Your assignment
Reproduce the entries below exactly, but only from the line containing "records.iter().map(|r| OsString::from(&r.name)).collect()" to the line containing "let dir = Path::new(&rec.path);", inclusive.

Records to use
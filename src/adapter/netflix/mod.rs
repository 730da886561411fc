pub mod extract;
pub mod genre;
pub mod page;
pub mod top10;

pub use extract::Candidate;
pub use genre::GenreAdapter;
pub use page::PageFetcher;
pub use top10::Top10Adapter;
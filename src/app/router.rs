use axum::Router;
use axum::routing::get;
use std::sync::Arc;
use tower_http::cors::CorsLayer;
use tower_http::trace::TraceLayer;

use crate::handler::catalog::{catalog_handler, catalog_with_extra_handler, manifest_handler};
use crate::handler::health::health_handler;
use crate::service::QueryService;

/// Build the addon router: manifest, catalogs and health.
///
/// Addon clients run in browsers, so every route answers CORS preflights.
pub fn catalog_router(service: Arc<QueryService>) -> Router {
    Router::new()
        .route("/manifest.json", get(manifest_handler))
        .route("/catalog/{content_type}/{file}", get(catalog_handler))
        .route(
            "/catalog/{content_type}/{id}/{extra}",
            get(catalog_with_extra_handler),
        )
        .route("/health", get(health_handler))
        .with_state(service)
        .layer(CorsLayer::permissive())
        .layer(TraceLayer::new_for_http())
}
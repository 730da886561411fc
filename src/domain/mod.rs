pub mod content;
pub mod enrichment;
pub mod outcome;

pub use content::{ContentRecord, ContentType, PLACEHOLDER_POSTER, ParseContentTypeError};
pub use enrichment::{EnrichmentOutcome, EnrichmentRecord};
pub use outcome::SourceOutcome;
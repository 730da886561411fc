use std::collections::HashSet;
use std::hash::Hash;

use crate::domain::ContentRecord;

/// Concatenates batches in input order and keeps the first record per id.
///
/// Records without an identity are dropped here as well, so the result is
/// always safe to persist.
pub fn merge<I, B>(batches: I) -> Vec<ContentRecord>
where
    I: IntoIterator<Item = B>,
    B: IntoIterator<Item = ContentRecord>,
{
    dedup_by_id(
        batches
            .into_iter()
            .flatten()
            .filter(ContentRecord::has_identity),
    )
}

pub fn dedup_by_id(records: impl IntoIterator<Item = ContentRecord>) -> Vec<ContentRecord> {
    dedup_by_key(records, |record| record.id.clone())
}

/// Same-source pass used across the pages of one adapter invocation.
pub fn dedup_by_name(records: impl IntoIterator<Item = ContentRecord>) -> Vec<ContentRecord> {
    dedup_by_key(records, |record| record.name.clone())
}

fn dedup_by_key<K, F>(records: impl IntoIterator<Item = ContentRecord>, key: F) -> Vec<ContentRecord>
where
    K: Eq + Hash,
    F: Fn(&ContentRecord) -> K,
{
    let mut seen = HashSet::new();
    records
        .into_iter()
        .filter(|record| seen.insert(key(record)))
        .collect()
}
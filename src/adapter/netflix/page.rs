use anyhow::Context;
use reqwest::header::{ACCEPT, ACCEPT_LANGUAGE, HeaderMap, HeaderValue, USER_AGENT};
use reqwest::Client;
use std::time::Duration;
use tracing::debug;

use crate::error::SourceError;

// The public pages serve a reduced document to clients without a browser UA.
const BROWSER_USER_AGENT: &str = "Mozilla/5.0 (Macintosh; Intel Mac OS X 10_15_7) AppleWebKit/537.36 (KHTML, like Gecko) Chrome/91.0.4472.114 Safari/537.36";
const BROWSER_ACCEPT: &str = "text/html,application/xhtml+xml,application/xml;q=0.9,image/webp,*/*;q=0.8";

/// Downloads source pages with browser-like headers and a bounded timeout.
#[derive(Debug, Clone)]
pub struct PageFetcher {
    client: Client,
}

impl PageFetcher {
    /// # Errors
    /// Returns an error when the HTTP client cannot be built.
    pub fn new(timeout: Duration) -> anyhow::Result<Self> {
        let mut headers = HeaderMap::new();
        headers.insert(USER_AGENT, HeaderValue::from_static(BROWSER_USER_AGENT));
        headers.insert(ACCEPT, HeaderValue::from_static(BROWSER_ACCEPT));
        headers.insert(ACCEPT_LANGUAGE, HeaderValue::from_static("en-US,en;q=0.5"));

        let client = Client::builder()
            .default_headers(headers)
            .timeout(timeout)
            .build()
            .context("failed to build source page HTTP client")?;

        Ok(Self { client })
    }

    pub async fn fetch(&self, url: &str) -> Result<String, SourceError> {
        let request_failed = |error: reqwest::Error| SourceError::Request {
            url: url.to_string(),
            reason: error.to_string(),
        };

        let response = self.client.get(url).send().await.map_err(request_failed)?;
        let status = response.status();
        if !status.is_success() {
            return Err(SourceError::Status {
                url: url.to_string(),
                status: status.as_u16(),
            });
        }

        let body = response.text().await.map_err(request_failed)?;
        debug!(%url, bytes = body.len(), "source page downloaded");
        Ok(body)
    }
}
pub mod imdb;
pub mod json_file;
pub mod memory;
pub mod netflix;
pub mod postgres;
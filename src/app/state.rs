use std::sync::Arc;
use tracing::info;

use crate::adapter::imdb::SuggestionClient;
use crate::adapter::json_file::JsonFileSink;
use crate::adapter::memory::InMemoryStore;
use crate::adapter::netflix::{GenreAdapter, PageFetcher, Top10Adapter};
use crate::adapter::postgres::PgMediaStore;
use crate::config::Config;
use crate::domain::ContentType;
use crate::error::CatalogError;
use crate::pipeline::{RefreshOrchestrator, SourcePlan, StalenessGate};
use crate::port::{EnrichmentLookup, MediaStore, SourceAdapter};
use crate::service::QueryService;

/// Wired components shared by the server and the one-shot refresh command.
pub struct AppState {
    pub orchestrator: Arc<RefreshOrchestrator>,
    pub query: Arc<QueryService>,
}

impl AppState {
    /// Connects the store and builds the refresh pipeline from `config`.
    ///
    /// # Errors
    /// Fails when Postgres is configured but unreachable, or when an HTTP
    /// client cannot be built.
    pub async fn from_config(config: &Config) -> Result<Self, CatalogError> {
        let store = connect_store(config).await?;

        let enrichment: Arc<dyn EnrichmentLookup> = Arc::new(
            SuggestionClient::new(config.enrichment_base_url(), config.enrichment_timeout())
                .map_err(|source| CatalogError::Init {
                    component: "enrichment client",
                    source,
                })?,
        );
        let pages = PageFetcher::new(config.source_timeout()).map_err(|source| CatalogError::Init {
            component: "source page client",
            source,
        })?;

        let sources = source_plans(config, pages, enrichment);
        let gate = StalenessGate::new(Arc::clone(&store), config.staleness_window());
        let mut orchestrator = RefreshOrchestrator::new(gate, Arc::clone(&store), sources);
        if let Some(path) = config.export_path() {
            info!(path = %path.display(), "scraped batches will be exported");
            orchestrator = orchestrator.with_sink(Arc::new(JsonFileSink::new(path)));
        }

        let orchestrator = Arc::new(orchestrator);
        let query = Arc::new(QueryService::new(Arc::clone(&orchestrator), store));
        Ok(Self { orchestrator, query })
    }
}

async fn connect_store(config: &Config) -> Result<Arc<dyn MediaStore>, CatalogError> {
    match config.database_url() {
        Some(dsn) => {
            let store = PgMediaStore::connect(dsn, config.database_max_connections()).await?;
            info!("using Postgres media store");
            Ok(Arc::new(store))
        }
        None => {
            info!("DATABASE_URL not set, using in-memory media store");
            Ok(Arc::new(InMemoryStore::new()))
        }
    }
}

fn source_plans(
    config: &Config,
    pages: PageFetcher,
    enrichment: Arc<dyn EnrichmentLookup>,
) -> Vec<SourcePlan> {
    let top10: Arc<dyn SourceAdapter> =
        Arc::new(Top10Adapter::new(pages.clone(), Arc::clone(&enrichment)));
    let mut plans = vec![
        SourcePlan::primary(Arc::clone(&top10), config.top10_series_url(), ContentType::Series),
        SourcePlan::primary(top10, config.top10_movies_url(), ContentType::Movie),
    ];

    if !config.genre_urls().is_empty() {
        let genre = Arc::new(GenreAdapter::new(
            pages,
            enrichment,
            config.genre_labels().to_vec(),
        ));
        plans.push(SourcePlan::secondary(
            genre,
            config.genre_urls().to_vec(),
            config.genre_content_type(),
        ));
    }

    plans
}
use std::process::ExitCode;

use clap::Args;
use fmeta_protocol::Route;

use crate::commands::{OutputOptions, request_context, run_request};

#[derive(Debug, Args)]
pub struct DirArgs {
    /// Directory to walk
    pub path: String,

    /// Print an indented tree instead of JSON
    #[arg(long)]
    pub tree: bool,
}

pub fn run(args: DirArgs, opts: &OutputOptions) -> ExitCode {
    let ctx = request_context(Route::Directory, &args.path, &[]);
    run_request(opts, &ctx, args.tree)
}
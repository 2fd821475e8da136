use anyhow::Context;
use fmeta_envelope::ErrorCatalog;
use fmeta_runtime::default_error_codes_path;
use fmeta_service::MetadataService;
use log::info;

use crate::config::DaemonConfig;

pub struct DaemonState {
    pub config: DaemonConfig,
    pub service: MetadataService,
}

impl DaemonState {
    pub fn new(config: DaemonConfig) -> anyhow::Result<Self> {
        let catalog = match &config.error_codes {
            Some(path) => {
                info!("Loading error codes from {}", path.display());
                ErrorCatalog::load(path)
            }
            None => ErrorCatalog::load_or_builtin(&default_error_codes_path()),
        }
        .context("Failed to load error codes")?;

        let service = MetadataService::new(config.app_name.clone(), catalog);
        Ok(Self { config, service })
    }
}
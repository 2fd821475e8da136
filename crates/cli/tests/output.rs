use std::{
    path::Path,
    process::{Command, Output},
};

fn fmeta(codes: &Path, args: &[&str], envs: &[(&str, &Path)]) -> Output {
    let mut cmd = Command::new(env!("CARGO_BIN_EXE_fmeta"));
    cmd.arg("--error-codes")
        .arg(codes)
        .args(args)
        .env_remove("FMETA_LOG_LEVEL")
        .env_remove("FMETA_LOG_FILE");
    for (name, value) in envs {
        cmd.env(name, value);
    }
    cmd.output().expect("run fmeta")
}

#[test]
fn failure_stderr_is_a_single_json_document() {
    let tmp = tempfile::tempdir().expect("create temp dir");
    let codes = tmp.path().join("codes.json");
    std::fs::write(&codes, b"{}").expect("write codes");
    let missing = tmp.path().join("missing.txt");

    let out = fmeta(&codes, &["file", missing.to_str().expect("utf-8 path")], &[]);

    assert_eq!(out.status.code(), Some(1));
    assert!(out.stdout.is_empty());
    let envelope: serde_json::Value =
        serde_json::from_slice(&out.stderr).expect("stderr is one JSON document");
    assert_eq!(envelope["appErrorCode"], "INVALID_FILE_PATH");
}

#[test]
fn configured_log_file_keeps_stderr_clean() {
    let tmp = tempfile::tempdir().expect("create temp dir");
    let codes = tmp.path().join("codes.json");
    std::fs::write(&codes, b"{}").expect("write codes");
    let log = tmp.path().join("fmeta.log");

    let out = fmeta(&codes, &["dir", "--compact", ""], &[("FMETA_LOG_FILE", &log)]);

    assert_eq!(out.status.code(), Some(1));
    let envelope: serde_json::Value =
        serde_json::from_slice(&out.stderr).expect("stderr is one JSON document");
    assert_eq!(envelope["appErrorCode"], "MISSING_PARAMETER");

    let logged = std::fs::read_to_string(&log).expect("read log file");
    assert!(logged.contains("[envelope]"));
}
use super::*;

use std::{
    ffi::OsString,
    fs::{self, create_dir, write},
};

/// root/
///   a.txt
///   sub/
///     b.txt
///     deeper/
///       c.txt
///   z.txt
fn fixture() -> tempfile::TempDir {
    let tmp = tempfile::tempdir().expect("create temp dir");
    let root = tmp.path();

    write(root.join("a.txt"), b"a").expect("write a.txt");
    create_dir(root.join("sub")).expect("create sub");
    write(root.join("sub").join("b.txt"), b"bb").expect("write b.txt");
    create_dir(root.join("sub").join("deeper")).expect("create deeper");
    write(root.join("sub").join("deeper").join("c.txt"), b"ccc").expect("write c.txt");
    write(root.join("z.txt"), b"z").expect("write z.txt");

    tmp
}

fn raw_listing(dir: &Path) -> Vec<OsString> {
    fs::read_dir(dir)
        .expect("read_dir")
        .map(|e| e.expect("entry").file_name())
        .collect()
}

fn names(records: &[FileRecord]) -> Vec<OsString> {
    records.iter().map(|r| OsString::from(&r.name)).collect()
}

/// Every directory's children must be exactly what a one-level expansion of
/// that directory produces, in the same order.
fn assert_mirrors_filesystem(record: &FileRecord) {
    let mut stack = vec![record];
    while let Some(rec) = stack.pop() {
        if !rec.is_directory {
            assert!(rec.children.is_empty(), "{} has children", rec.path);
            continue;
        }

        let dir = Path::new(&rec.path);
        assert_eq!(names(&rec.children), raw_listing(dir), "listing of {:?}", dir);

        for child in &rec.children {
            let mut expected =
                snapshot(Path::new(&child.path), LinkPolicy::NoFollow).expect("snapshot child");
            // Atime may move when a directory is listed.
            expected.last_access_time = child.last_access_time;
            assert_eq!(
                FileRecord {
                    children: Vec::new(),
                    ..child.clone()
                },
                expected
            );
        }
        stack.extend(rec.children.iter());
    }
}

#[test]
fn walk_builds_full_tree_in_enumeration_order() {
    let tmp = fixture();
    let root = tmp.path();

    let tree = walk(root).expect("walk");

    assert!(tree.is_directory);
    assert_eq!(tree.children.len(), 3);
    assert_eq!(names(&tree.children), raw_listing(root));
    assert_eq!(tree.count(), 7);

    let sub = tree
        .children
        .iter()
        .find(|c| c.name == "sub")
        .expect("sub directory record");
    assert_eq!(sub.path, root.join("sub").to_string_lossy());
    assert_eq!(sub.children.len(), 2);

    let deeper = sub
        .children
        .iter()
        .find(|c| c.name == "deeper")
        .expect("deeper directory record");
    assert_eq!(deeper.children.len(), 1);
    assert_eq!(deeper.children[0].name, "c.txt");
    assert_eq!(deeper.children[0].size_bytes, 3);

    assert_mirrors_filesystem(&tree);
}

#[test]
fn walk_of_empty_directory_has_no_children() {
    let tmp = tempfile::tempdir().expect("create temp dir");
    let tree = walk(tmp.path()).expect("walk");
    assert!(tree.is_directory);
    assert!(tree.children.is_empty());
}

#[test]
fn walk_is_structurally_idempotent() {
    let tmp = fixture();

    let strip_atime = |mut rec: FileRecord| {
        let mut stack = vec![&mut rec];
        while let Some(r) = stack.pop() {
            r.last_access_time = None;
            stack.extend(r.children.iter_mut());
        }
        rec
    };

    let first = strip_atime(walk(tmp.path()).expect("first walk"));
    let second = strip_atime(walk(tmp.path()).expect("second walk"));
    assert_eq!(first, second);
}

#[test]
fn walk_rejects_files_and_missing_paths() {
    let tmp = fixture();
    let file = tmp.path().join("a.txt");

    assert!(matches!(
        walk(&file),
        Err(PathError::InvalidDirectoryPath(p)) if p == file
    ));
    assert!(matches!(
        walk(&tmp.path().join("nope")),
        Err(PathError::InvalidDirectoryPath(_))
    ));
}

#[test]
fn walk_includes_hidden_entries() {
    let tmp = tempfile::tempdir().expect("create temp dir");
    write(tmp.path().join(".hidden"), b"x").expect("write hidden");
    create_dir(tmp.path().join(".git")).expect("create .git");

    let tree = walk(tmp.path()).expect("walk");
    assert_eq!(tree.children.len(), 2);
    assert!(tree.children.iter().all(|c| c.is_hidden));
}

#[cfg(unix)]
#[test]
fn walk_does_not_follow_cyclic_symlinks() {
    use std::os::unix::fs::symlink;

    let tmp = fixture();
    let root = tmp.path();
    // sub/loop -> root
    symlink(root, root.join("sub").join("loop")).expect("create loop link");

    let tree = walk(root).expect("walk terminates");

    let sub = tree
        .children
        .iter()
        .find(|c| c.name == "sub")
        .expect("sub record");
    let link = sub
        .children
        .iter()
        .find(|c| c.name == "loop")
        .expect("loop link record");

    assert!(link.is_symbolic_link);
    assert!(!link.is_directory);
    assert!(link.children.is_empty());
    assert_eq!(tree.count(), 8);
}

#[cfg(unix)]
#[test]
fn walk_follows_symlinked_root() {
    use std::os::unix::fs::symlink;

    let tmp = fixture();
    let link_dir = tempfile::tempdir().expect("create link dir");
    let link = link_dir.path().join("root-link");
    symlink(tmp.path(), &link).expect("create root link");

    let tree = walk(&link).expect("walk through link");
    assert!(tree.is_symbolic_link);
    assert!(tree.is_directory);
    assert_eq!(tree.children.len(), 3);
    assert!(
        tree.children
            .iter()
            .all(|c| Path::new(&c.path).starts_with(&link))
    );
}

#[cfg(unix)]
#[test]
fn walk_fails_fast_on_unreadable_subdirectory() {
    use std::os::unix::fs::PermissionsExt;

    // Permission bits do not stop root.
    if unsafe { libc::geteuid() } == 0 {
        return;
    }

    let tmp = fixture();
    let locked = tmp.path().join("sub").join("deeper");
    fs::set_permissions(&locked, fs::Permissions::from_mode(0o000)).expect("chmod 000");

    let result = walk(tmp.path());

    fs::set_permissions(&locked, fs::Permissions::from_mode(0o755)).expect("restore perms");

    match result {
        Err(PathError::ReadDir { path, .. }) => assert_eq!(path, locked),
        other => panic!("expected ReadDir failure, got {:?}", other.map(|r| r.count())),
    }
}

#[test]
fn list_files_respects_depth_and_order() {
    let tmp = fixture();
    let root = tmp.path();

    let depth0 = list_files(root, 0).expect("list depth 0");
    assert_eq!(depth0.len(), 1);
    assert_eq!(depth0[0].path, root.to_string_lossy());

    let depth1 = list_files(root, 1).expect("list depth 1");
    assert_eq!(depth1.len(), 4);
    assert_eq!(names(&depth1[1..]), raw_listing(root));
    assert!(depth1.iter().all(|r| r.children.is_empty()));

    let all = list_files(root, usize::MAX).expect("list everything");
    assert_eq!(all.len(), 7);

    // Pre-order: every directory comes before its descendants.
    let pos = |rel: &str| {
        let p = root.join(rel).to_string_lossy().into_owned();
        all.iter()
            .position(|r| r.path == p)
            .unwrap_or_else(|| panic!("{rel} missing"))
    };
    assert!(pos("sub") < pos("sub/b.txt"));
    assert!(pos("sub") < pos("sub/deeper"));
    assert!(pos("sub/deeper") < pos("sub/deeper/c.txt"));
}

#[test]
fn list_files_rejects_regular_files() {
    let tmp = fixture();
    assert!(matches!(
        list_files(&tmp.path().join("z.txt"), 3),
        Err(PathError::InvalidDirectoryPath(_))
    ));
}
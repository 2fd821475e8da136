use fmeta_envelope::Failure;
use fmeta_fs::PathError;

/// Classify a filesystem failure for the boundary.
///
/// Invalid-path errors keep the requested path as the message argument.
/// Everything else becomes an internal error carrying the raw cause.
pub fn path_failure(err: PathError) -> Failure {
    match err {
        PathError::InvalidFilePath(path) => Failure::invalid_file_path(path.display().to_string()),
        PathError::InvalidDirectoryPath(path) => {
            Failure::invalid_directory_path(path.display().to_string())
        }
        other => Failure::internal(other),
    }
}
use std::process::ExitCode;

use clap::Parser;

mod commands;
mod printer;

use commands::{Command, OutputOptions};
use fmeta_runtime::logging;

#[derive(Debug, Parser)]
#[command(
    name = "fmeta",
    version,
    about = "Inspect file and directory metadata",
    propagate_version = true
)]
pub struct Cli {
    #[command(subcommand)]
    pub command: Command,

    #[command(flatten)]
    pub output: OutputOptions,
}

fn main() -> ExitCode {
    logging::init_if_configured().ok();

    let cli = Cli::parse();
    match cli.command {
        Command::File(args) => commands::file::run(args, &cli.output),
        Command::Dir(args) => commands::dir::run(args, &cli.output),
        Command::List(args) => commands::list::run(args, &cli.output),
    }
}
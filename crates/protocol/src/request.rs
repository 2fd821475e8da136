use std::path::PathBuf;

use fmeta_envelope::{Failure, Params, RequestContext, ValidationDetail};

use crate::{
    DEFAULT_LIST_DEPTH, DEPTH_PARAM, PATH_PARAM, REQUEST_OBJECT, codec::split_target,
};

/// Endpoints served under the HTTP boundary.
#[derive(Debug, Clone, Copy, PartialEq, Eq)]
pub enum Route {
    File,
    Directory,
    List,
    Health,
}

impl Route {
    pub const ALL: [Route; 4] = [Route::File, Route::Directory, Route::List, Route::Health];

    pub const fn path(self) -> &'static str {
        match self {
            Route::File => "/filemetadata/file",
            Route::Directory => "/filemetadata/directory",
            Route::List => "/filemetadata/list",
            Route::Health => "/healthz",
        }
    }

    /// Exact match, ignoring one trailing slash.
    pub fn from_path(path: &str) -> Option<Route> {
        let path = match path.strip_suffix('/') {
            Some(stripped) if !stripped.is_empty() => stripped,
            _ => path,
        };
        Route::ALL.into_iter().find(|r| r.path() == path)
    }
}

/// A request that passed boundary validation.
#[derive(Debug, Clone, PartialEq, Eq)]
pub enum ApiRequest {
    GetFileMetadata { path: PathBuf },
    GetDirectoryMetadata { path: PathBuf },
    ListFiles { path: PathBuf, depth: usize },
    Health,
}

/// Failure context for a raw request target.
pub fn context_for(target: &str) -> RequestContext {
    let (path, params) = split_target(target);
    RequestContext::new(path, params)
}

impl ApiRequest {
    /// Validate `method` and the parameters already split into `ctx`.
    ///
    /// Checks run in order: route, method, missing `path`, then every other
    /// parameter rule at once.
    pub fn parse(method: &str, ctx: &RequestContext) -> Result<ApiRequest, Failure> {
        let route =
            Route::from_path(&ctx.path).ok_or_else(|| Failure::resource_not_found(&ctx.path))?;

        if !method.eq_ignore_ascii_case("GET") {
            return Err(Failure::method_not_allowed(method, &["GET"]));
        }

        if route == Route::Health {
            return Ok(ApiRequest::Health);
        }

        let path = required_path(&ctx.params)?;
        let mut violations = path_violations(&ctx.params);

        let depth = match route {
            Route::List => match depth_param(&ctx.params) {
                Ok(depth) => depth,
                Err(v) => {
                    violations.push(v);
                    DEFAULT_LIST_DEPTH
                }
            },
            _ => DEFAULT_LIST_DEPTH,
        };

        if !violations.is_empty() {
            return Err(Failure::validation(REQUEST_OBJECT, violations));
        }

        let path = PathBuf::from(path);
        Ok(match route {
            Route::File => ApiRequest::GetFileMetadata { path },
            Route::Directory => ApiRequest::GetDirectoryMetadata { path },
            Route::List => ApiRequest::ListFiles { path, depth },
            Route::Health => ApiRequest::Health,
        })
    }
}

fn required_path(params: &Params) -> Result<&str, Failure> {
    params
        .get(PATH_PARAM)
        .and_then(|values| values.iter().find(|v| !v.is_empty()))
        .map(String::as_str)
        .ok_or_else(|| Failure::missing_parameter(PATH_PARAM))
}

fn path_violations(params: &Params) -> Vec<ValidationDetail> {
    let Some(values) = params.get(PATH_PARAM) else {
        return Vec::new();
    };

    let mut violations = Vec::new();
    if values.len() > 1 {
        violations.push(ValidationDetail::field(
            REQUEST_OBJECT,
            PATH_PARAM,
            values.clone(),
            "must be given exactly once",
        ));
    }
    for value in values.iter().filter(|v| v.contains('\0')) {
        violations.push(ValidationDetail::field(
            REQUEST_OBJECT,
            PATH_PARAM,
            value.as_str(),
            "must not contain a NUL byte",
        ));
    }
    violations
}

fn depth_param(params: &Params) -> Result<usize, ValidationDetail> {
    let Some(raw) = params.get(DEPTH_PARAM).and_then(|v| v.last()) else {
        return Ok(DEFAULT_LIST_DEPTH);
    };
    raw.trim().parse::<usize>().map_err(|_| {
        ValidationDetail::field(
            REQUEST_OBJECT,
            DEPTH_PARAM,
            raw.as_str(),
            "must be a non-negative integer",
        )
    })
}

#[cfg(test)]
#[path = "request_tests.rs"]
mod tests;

Answer for this exercise
    records.iter().map(|r| OsString::from(&r.name)).collect()
}

/// Every directory's children must be exactly what a one-level expansion of
/// that directory produces, in the same order.
fn assert_mirrors_filesystem(record: &FileRecord) {
    let mut stack = vec![record];
    while let Some(rec) = stack.pop() {
        if !rec.is_directory {
            assert!(rec.children.is_empty(), "{} has children", rec.path);
            continue;
        }

        let dir = Path::new(&rec.path);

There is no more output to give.